# 10 Gallon Planted Profile



## SBDTHRU (Jun 14, 2007)

I finally got my tank setup! Been a long time since I've posted but I'm back with a new 10. Specs:
Gallons: 10
Substrate: 3" of Some sort of plant substrate I cant remeber the name.
Filtration: Powerhead pumping water into old Penguin 200GPH. There was too much flow with the filter pump. 
Lighting: 4x18w bulbs
Co2: None
Dosing: Flourish Nitrogen bout 1/8 a cap full every sunday. 
Rock: 5 Good size Pagoda Stones
Plants: 1 Pot of Dwarf Hairgrass broken up into separate plants to spread out.
Fish: 3 Chinese Algae Eaters about 1.5 inches
Yep comments wanted! Feel free to criticize. Pictures to come. :]
I'm going for the Hairgrass carpet look.;-)


----------



## Guest (Feb 25, 2008)

Whoa.....you have 72w of light over that tank and no CO2? You're going to have some serious algae issues soon. Not to mention, Hairgrass needs CO2 to thrive and you won't get a healthy carpet without it.

You have a good start, but you need to have everything balanced and right now its not.

I also suggest you dose some potassium. If you prefer the liquid ferts, pick up some Flourish Potassium. You should dose micro ferts as well (reg. Flourish).

DIY CO2 would work on a 10g. Go to google.com and search for "DIY CO2" and you'll find tons of sites with info, pics, and instructions.

Also, your CAEs are going to outgrow the tank eventually. You probably knew that already though. Those things get like 8 inches...

If you want a healthy hairgrass carpet that grows in pretty fast, get some CO2 pumping in the tank and dose some micro nutrients and potassium.


----------



## trashion (Aug 24, 2007)

IDK, I doubt how well DIY CO2 is going to work with... what is that, 7.2 wpg?!

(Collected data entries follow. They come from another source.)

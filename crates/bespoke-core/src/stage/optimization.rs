use bespoke_domain::{ForceField, OptimizationOutput, ReferenceData};
use log::{debug, info, warn};
use serde::{Deserialize, Serialize};

use super::{advance, fail, with_retry, StageContext};
use crate::cache::ParameterCache;
use crate::status::Status;
use crate::store::blocking;
use crate::task::Task;
use crate::wire::WorkerFamily;

#[derive(Debug, Clone, PartialEq, Eq, Serialize, Deserialize)]
pub struct Provenance {
    /// `true` cuando el resultado salió de la caché sin ejecutar el ajuste.
    pub skipped: bool,
    pub fingerprint: String,
}

#[derive(Debug, Clone, PartialEq, Serialize, Deserialize)]
pub struct OptimizationResult {
    pub refit_force_field: ForceField,
    pub provenance: Provenance,
}

/// Ajusta los parámetros bespoke; se salta el job si la caché ya cubre todos
/// los SMIRKS objetivo.
#[derive(Debug, Clone, PartialEq, Default, Serialize, Deserialize)]
pub struct OptimizationStage {
    pub status: Status,
    pub error: Option<String>,
    pub id: Option<String>,
    pub fingerprint: Option<String>,
    /// Campo de fuerza base, necesario para construir el resultado en `update`.
    pub initial_force_field: Option<ForceField>,
    pub result: Option<OptimizationResult>,
}

impl OptimizationStage {
    pub(super) async fn enter(&mut self, task: &Task, ctx: &StageContext<'_>) {
        let mut schema = task.input.clone();

        let (parent, fragments) = match task.fragmentation_result() {
            Some(f) => (f.parent_smiles.clone(), f.fragments.clone()),
            None => (schema.smiles.smiles().to_string(), Vec::new()),
        };
        for stage in &mut schema.stages {
            match ctx.smirks.regenerate(&stage.parameters, &parent, &fragments) {
                Ok(params) => stage.parameters = params,
                Err(e) => return fail(&mut self.status, &mut self.error, e.to_string()),
            }
        }

        let qc_results = task.qc_results();
        let mut index = 0usize;
        for target in schema.stages.iter_mut().flat_map(|s| s.targets.iter_mut()) {
            if !target.is_bespoke() {
                continue;
            }
            let Some(records) = qc_results.and_then(|r| r.get(&index)) else {
                return fail(&mut self.status,
                            &mut self.error,
                            format!("no qc reference data for bespoke target {index}"));
            };
            target.reference_data = ReferenceData::Existing { records: records.clone() };
            index += 1;
        }

        let fingerprint = match ParameterCache::fingerprint(&schema) {
            Ok(fp) => fp,
            Err(e) => return fail(&mut self.status, &mut self.error, e.to_string()),
        };
        self.fingerprint = Some(fingerprint.clone());
        self.initial_force_field = Some(schema.initial_force_field.clone());

        let targeted = schema.targeted_smirks();
        let cache = ctx.parameter_cache.clone();
        let key = fingerprint.clone();
        let cached = match blocking(move || cache.get_cached_parameters(&key)).await {
            Ok(c) => c,
            Err(e) => {
                warn!("parameter cache read failed task_id={} error={}", task.id, e);
                None
            }
        };
        if let Some(cached) = cached.filter(|c| targeted.iter().all(|s| c.contains_key(s))) {
            info!("optimization skipped (cache hit) task_id={} smirks={}", task.id, targeted.len());
            self.result = Some(OptimizationResult { refit_force_field: schema.initial_force_field.with_overrides(&cached),
                                                    provenance: Provenance { skipped: true, fingerprint } });
            self.status = Status::Success;
            return;
        }

        let body = match serde_json::to_value(&schema) {
            Ok(b) => b,
            Err(e) => return fail(&mut self.status, &mut self.error, e.to_string()),
        };
        let client = ctx.client;
        let body = &body;
        match with_retry(ctx.retry.optimization, ctx.retry.backoff, "optimization.submit", move || {
                  client.submit(WorkerFamily::Optimizations, body)
              }).await
        {
            Ok(handle) => {
                info!("optimization submitted task_id={} job_id={}", task.id, handle.id);
                self.id = Some(handle.id);
            }
            Err(e) => fail(&mut self.status, &mut self.error, e.to_string()),
        }
    }

    pub(super) async fn update(&mut self, ctx: &StageContext<'_>) {
        let Some(id) = self.id.clone() else {
            return fail(&mut self.status, &mut self.error, "optimization stage has no job id");
        };
        let client = ctx.client;
        let job = id.as_str();
        let report = match with_retry(ctx.retry.optimization, ctx.retry.backoff, "optimization.report", move || {
                               client.report(WorkerFamily::Optimizations, job)
                           }).await
        {
            Ok(r) => r,
            Err(e) => return fail(&mut self.status, &mut self.error, e.to_string()),
        };
        debug!("optimization poll job_id={} status={}", id, report.status);

        match report.status {
            Status::Success => {
                let output = report.result
                                   .ok_or_else(|| format!("optimization job {id} succeeded without a result"))
                                   .and_then(|v| serde_json::from_value::<OptimizationOutput>(v).map_err(|e| e.to_string()));
                let output = match output {
                    Ok(o) => o,
                    Err(e) => return fail(&mut self.status, &mut self.error, e),
                };
                let fingerprint = self.fingerprint.clone().unwrap_or_default();
                let cache = ctx.parameter_cache.clone();
                let key = fingerprint.clone();
                let fitted = output.refit_parameters.clone();
                if let Err(e) = blocking(move || cache.merge(&key, &fitted)).await {
                    warn!("parameter cache write failed job_id={} error={}", id, e);
                }
                let base = self.initial_force_field.clone().unwrap_or_else(|| ForceField::new("unknown"));
                self.result = Some(OptimizationResult { refit_force_field: base.with_overrides(&output.refit_parameters),
                                                        provenance: Provenance { skipped: false, fingerprint } });
                self.status = Status::Success;
            }
            Status::Errored => {
                let message = report.error.unwrap_or_else(|| format!("optimization job {id} failed"));
                fail(&mut self.status, &mut self.error, message)
            }
            other => advance(&mut self.status, other),
        }
    }
}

I'd suggest going pressurized.


----------



## Guest (Feb 25, 2008)

Very true, Julie, very true. That is a ton of light over that tank SBD. I'd suggest atleast cutting 1 18w off or even 2 and running DIY if you can't get pressurized.

A paintball CO2 system would work nicely on that size tank.


----------



## SBDTHRU (Jun 14, 2007)

Haha. I'm working on the Co2 right now I already have the tanks and i just need the diffuser and stuff. As far as the CAE's go, I have a question. When I went to the store they didn't move much. But when I came home today they came right up and greeted me and they are pretty active with short sits. Is this good or bad? I put a couple algae pelets in for them as there wasn't much in the tank when I got them and they ate all of 2 of them in 1 night. Thanks.


----------



## Guest (Feb 25, 2008)

I'm glad you are working on the CO2. You'd have an algae farm really soon if you didn't.

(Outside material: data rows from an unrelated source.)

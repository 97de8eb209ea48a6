//! JSON canónico: claves de objeto ordenadas, sin espacios.
//!
//! Dos valores con el mismo contenido producen la misma cadena con
//! independencia del orden de inserción de las claves.

use serde_json::Value;
use std::collections::BTreeMap;

pub fn to_canonical_json(value: &Value) -> String {
    let mut out = String::new();
    write_canonical(value, &mut out);
    out
}

fn write_canonical(value: &Value, out: &mut String) {
    match value {
        Value::Null | Value::Bool(_) | Value::Number(_) | Value::String(_) => {
            // Serializar un escalar no puede fallar.
            out.push_str(&value.to_string());
        }
        Value::Array(arr) => {
            out.push('[');
            for (i, item) in arr.iter().enumerate() {
                if i > 0 {
                    out.push(',');
                }
                write_canonical(item, out);
            }
            out.push(']');
        }
        Value::Object(map) => {
            let sorted: BTreeMap<&String, &Value> = map.iter().collect();
            out.push('{');
            for (i, (k, v)) in sorted.into_iter().enumerate() {
                if i > 0 {
                    out.push(',');
                }
                out.push_str(&Value::String(k.clone()).to_string());
                out.push(':');
                write_canonical(v, out);
            }
            out.push('}');
        }
    }
}

#[cfg(test)]
mod tests {
    use super::*;
    use serde_json::json;

    #[test]
    fn key_order_does_not_matter() {
        let a = json!({"b": 1, "a": {"y": [1, 2], "x": "s"}});
        let b = json!({"a": {"x": "s", "y": [1, 2]}, "b": 1});
        assert_eq!(to_canonical_json(&a), to_canonical_json(&b));
        assert_eq!(to_canonical_json(&a), r#"{"a":{"x":"s","y":[1,2]},"b":1}"#);
    }

    #[test]
    fn strings_are_escaped() {
        assert_eq!(to_canonical_json(&json!({"k\"": "v\n"})), r#"{"k\"":"v\n"}"#);
    }
}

Work on the ferts as well. 

They water at the pet store could have been bad or something and maybe they were stressed out there, so they didn't move. I'd say its good that they are active and eating now.

They also get more carnivorous as they age, so you can feed them algae wafers and something like shrimp pellets. Just remember they will eventually get too big for that tank.


----------



## SBDTHRU (Jun 14, 2007)

I know. I got the 30G that would be fine for them all cycled and stuff. If I get anxious I just might have to upgrade to a 30.


----------



## SBDTHUR (Jun 15, 2007)

I just realized I was posting under the wrong name. I thought the whole site just went nanners.  Back on my good name. :]


----------



## SBDTHUR (Jun 15, 2007)

Wow, I pulled a stupid.  I left my lights on for the entire weekend, I went out of town and I came back to a lot of algae on one plant in particular. Co2 still isn't set up. How should I get rid of it? When I set up Co2 will it go away?


----------



## Guest (Mar 3, 2008)

You'll have to remove the algae before. If you can't wipe it off the plant(s) then you'll need to cut off the affected leaves. CO2 will help it not spread in the tank, but it won't kill it.

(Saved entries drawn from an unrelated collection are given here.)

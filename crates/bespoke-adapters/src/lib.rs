//! Clientes HTTP hacia los servicios worker y el coordinador.
pub mod coordinator;
mod http;
pub mod worker;

pub use coordinator::CoordinatorClient;
pub use worker::HttpWorkerClient;
use bespoke_domain::BespokeOptimizationSchema;
use log::{debug, warn};
use serde_json::{json, Value};
use std::collections::BTreeMap;
use std::sync::Arc;

use crate::constants::parameter_cache_key;
use crate::errors::{CoreError, StoreError};
use crate::hashing::fingerprint;
use crate::store::KeyValueStore;

/// Caché de parámetros ajustados: fingerprint -> {SMIRKS -> valor}.
///
/// Escritura sólo-si-falta: un SMIRKS ya presente bajo un fingerprint no se
/// sobrescribe nunca.
#[derive(Clone)]
pub struct ParameterCache {
    store: Arc<dyn KeyValueStore>,
}

impl ParameterCache {
    pub fn new(store: Arc<dyn KeyValueStore>) -> Self {
        Self { store }
    }

    /// Fingerprint de campo de fuerza + ajustes, sin parámetros objetivo ni
    /// datos de referencia.
    pub fn fingerprint(schema: &BespokeOptimizationSchema) -> Result<String, CoreError> {
        let mut stages = Vec::with_capacity(schema.stages.len());
        for stage in &schema.stages {
            let mut value = serde_json::to_value(stage)?;
            if let Value::Object(map) = &mut value {
                map.remove("parameters");
                if let Some(Value::Array(targets)) = map.get_mut("targets") {
                    for target in targets.iter_mut() {
                        if let Value::Object(t) = target {
                            t.remove("reference_data");
                        }
                    }
                }
            }
            stages.push(value);
        }
        let input = json!({
            "initial_force_field": serde_json::to_value(&schema.initial_force_field)?,
            "stages": stages,
        });
        Ok(fingerprint(&input))
    }

    /// Mapa acumulado bajo `fp`, o `None` si nunca se escribió nada.
    pub fn get_cached_parameters(&self, fp: &str) -> Result<Option<BTreeMap<String, Value>>, StoreError> {
        let raw = self.store.hgetall(&parameter_cache_key(fp))?;
        if raw.is_empty() {
            return Ok(None);
        }
        let mut out = BTreeMap::new();
        for (smirks, encoded) in raw {
            match serde_json::from_str(&encoded) {
                Ok(value) => {
                    out.insert(smirks, value);
                }
                Err(e) => warn!("parameter cache entry skipped smirks={} error={}", smirks, e),
            }
        }
        Ok(Some(out))
    }

    /// Añade los SMIRKS que falten; devuelve cuántos se escribieron.
    pub fn merge(&self, fp: &str, parameters: &BTreeMap<String, Value>) -> Result<usize, StoreError> {
        let key = parameter_cache_key(fp);
        let mut added = 0;
        for (smirks, value) in parameters {
            if self.store.hset_if_absent(&key, smirks, &serde_json::to_string(value)?)? {
                added += 1;
            }
        }
        debug!("parameter cache merge key={} offered={} added={}", key, parameters.len(), added);
        Ok(added)
    }
}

You should invest in a timer. With that much light I wouldn't leave it on more than about 7-8 hours a day.


----------



## SBDTHUR (Jun 15, 2007)

Well the plants were looking a tad brown so I thought Algae won't form for a little while. So I left the lights on. I got a lot of growth, but some of it was algae.


----------



## SBDTHUR (Jun 15, 2007)

Good news. The hairgrass is growing like weeds. Every plant has expanded. Once I get the Co2 In there, and get the Potassium flourish. I should have a nice green carpet. I pulled the plants out today to get the algae off. The roots a a bright bright white. Is that bad? The new pieces of grass are a bright green though.


----------



## oliesminis (May 7, 2007)

every plant root ive ever seen is white, glad to see its growing well


----------



## darkfalz (May 7, 2006)

I have 15w over my 10 gallons and it's too bright for my liking...


----------



## SBDTHUR (Jun 15, 2007)

Yea, times that by 5 and you've got my lighting. :]


----------



## CaysE (May 21, 2006)

darkfalz said:


> I have 15w over my 10 gallons and it's too bright for my liking...


Really? I have two 15W screw-in CFs on my girlfriend's 10 gallon and I think it's too dark for good plant growth.


----------